Das macht es lebenden Zellen nicht leicht, das Metall für ihren Stoffwechsel zu nutzen, doch M. sedula fand im Lauf der Evolution einen Weg, Wolfram zu assimilieren, wie Milojevic in zwei Studien in Frontiers in Microbiology (7. 6. & 2. 7.) zeigen konnte. Mithilfe des Österreichischen Zentrums für Elektronenmikroskopie und Nanoanalyse, einem Institut des Dachverbands Austrian Cooperative Research (ACR), gelang es der Wissenschaftlerin, die Prozesse im Nanometerbereich zu beobachten (s. Abbildung).

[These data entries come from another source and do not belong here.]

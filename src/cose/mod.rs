//! COSE key and algorithm registry
//!
//! Typed COSE keys decoded from credential data, and the mapping from COSE
//! algorithm identifiers to signature verification.

pub mod algorithm;
pub mod key;

pub use algorithm::{verify, verify_with_pkey, CoseAlgorithm};
pub use key::{CoseKey, CoseKeyType, Ec2Key, EcCurve, OkpCurve, OkpKey, RsaKey, SymmetricKey};
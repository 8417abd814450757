use std::sync::Arc;

use vouchrs_webauthn::testing::constants::{
    TEST_AAGUID, TEST_DISPLAY_NAME, TEST_USER_HANDLE, TEST_USER_NAME,
};
use vouchrs_webauthn::testing::{
    assert_error_kind, StaticCrlFetcher, TestAttestation, TestCa, TestCertificate,
    TestCertificateBuilder, TestFixtures,
};
use vouchrs_webauthn::trust::{
    CertificateChainChecker, CertificateChainValidator, RevocationChecker, RevocationPolicy,
    MAX_CHAIN_DEPTH,
};
use vouchrs_webauthn::webauthn::ExtensionInputs;
use vouchrs_webauthn::{ErrorKind, WebAuthnError, WebAuthnSettings};

fn pems(certs: &[&TestCertificate]) -> Vec<String> {
    certs.iter().map(|cert| cert.pem()).collect()
}

fn checker(policy: RevocationPolicy, fetcher: StaticCrlFetcher) -> CertificateChainChecker {
    CertificateChainChecker::new().with_revocation(RevocationChecker::new(policy, Arc::new(fetcher)))
}

#[test]
fn test_valid_chain_without_revocation() {
    let ca = TestCa::new();
    let leaf = ca.attestation_certificate(None);

    let result = CertificateChainChecker::new()
        .check(&pems(&[&leaf, &ca.intermediate]), &pems(&[&ca.root]));
    assert!(result.is_ok());
}

#[test]
fn test_intermediate_can_anchor_the_chain() {
    let ca = TestCa::new();
    let leaf = ca.attestation_certificate(None);

    let result = CertificateChainChecker::new().check(&pems(&[&leaf]), &pems(&[&ca.intermediate]));
    assert!(result.is_ok());
}

#[test]
fn test_trusted_self_signed_certificate() {
    let cert = TestCertificateBuilder::attestation("Self Signed Token").self_signed();

    let result = CertificateChainChecker::new().check(&pems(&[&cert]), &pems(&[&cert]));
    assert!(result.is_ok());
}

#[test]
fn test_second_root_is_tried() {
    let ca = TestCa::new();
    let other = TestCa::new();
    let leaf = ca.attestation_certificate(None);

    let result = CertificateChainChecker::new().check(
        &pems(&[&leaf, &ca.intermediate]),
        &pems(&[&other.root, &ca.root]),
    );
    assert!(result.is_ok());
}

#[test]
fn test_chain_including_anchor_is_rejected() {
    let ca = TestCa::new();
    let leaf = ca.attestation_certificate(None);

    let result = CertificateChainChecker::new().check(
        &pems(&[&leaf, &ca.intermediate, &ca.root]),
        &pems(&[&ca.root]),
    );
    assert!(matches!(result, Err(WebAuthnError::DuplicateCertificatesInChain)));
}

#[test]
fn test_duplicate_within_chain_is_rejected() {
    let ca = TestCa::new();
    let leaf = ca.attestation_certificate(None);

    let result = CertificateChainChecker::new().check(
        &pems(&[&leaf, &ca.intermediate, &ca.intermediate]),
        &pems(&[&ca.root]),
    );
    assert!(matches!(result, Err(WebAuthnError::DuplicateCertificatesInChain)));
}

#[test]
fn test_untrusted_chain() {
    let ca = TestCa::new();
    let other = TestCa::new();
    let leaf = ca.attestation_certificate(None);

    let result = CertificateChainChecker::new()
        .check(&pems(&[&leaf, &ca.intermediate]), &pems(&[&other.root]));
    assert!(matches!(result, Err(WebAuthnError::CertificateChain(_))));
}

#[test]
fn test_empty_inputs() {
    let ca = TestCa::new();
    let checker = CertificateChainChecker::new();

    assert!(matches!(
        checker.check(&[], &pems(&[&ca.root])),
        Err(WebAuthnError::CertificateChain(_))
    ));
    assert!(matches!(
        checker.check(&pems(&[&ca.intermediate]), &[]),
        Err(WebAuthnError::CertificateChain(_))
    ));
}

#[test]
fn test_chain_depth_limit() {
    let root = TestCertificateBuilder::new("Deep Root").ca().self_signed();
    let mut issuers = vec![root.clone()];
    for level in 0..MAX_CHAIN_DEPTH {
        let issuer = issuers.last().unwrap();
        let next = TestCertificateBuilder::new(&format!("Deep Intermediate {level}"))
            .ca()
            .issued_by(issuer);
        issuers.push(next);
    }
    let leaf = TestCertificateBuilder::attestation("Deep Leaf").issued_by(issuers.last().unwrap());

    let mut chain = vec![&leaf];
    chain.extend(issuers[1..].iter().rev());
    assert_eq!(chain.len(), MAX_CHAIN_DEPTH + 1);

    let result = CertificateChainChecker::new().check(&pems(&chain), &pems(&[&root]));
    assert!(matches!(result, Err(WebAuthnError::CertificateChain(_))));

    // One certificate shorter validates
    let result = CertificateChainChecker::new().check(&pems(&chain[..MAX_CHAIN_DEPTH]), &pems(&[&issuers[1]]));
    assert!(result.is_ok());
}

#[test]
fn test_crl_not_listing_the_certificate() {
    let ca = TestCa::new();
    let leaf = ca.attestation_certificate(None);
    let fetcher =
        StaticCrlFetcher::new().with_crl(TestCa::INTERMEDIATE_CRL_URL, ca.intermediate_crl(&[]));

    let result = checker(RevocationPolicy::FailClosed, fetcher)
        .check(&pems(&[&leaf, &ca.intermediate]), &pems(&[&ca.root]));
    assert!(result.is_ok());
}

#[test]
fn test_revoked_certificate_is_rejected_under_both_policies() {
    let ca = TestCa::new();
    let leaf = ca.attestation_certificate(None);

    for policy in [RevocationPolicy::FailClosed, RevocationPolicy::FailOpen] {
        let fetcher = StaticCrlFetcher::new()
            .with_crl(TestCa::INTERMEDIATE_CRL_URL, ca.intermediate_crl(&[&leaf]));
        let result =
            checker(policy, fetcher).check(&pems(&[&leaf, &ca.intermediate]), &pems(&[&ca.root]));
        assert!(matches!(result, Err(WebAuthnError::RevokedCertificate(_))));
    }
}

#[test]
fn test_unreachable_crl_follows_policy() {
    let ca = TestCa::new();
    let leaf = ca.attestation_certificate(None);
    let chain = pems(&[&leaf, &ca.intermediate]);
    let roots = pems(&[&ca.root]);

    let fail_closed = checker(RevocationPolicy::FailClosed, StaticCrlFetcher::new());
    assert_error_kind(
        &fail_closed.check(&chain, &roots),
        ErrorKind::CertificateChainFailure,
    );

    let fail_open = checker(RevocationPolicy::FailOpen, StaticCrlFetcher::new());
    assert!(fail_open.check(&chain, &roots).is_ok());
}

#[test]
fn test_stale_crl_follows_policy() {
    let ca = TestCa::new();
    let leaf = ca.attestation_certificate(None);
    let chain = pems(&[&leaf, &ca.intermediate]);
    let roots = pems(&[&ca.root]);

    let stale = || {
        StaticCrlFetcher::new().with_crl(TestCa::INTERMEDIATE_CRL_URL, ca.stale_intermediate_crl())
    };
    assert!(matches!(
        checker(RevocationPolicy::FailClosed, stale()).check(&chain, &roots),
        Err(WebAuthnError::CertificateChain(_))
    ));
    assert!(checker(RevocationPolicy::FailOpen, stale())
        .check(&chain, &roots)
        .is_ok());
}

#[test]
fn test_crl_from_wrong_issuer_is_not_trusted() {
    let ca = TestCa::new();
    let leaf = ca.attestation_certificate(None);
    // A CRL listing the leaf, but signed by the root instead of its issuer
    let forged = TestCa::crl(&ca.root, &[&leaf], chrono::Utc::now() + chrono::Duration::days(1));
    let fetcher = StaticCrlFetcher::new().with_crl(TestCa::INTERMEDIATE_CRL_URL, forged);

    let result = checker(RevocationPolicy::FailClosed, fetcher)
        .check(&pems(&[&leaf, &ca.intermediate]), &pems(&[&ca.root]));
    assert!(matches!(result, Err(WebAuthnError::CertificateChain(_))));
}

#[test]
fn test_registration_with_revoked_attestation_certificate() {
    let ca = TestCa::new();
    let leaf = ca.attestation_certificate(Some(TEST_AAGUID));
    let fetcher = StaticCrlFetcher::new()
        .with_crl(TestCa::INTERMEDIATE_CRL_URL, ca.intermediate_crl(&[&leaf]));

    let (service, repository) = TestFixtures::service_with(WebAuthnSettings {
        trusted_root_certificates: vec![ca.root.pem()],
        ..TestFixtures::settings()
    });
    let service =
        service.with_chain_validator(Arc::new(checker(RevocationPolicy::FailClosed, fetcher)));
    let authenticator = TestFixtures::authenticator();

    let (options, state) = service
        .start_registration(
            TEST_USER_HANDLE,
            TEST_USER_NAME,
            TEST_DISPLAY_NAME,
            ExtensionInputs::default(),
        )
        .unwrap();
    let attestation = TestAttestation::Packed(vec![leaf, ca.intermediate.clone()]);
    let response = authenticator.register(&options.challenge, &attestation);

    assert!(matches!(
        service.finish_registration(&response, &state),
        Err(WebAuthnError::RevokedCertificate(_))
    ));
    assert!(repository.is_empty().unwrap());
}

Dazu ließ sie die Zellen auf sogenannten Polyoxometallaten (POM) wachsen, großen Komplexen aus mehreren Metallionen, die über Sauerstoffatome miteinander verbunden sind. „Am Beispiel von M. sedula haben wir untersucht, ob komplexe anorganische Systeme, die auf Wolfram-POM-Clustern basieren, das Wachstum aufrechterhalten und die Zellproliferation und -teilung bewirken können“, so Milojevic.
Die Mikroorganismen konnten mit den Wolframverbindungen nicht nur problemlos wachsen und sich vermehren – die Wissenschaftlerin beobachtete darüber hinaus einen für Archaeen ungewöhnlichen Effekt: „Unsere Ergebnisse zeigen, dass M. sedula eine wolframhaltige mineralisierte Zelloberfläche bilden kann.“Diese mit dem Metall verkrustete Schicht, die sich um die Zellen legt, könnte eine Anpassung an die extrem rauen Bedingungen sein, die im Lebensraum der Mikroben herrschen.
Sie macht die Einzeller aber auch für die Astrobiologie interessant, ebenfalls ein Forschungsgebiet von Milojevic. Denn die Wolframrüstung stellt einen wirksamen Strahlenschutz dar, was den Zellen das Überleben im Weltraum ermöglichen könnte. In zukünftigen Studien, die im All durchgeführt werden sollen, werden die Archaeen daher auf ihre Überlebensfähigkeit bei interstellaren Reisen untersucht. Das könnte einer gewagten Theorie, nach der sich das Leben im Universum über Mikroorganismen ausgebreitet hat, weiteren Nährboden schaffen – zumindest würde es belegen, dass Mikroben unter noch unwirtlicheren Bedingungen überleben können, als man sie an den extremsten Orten der Erde findet.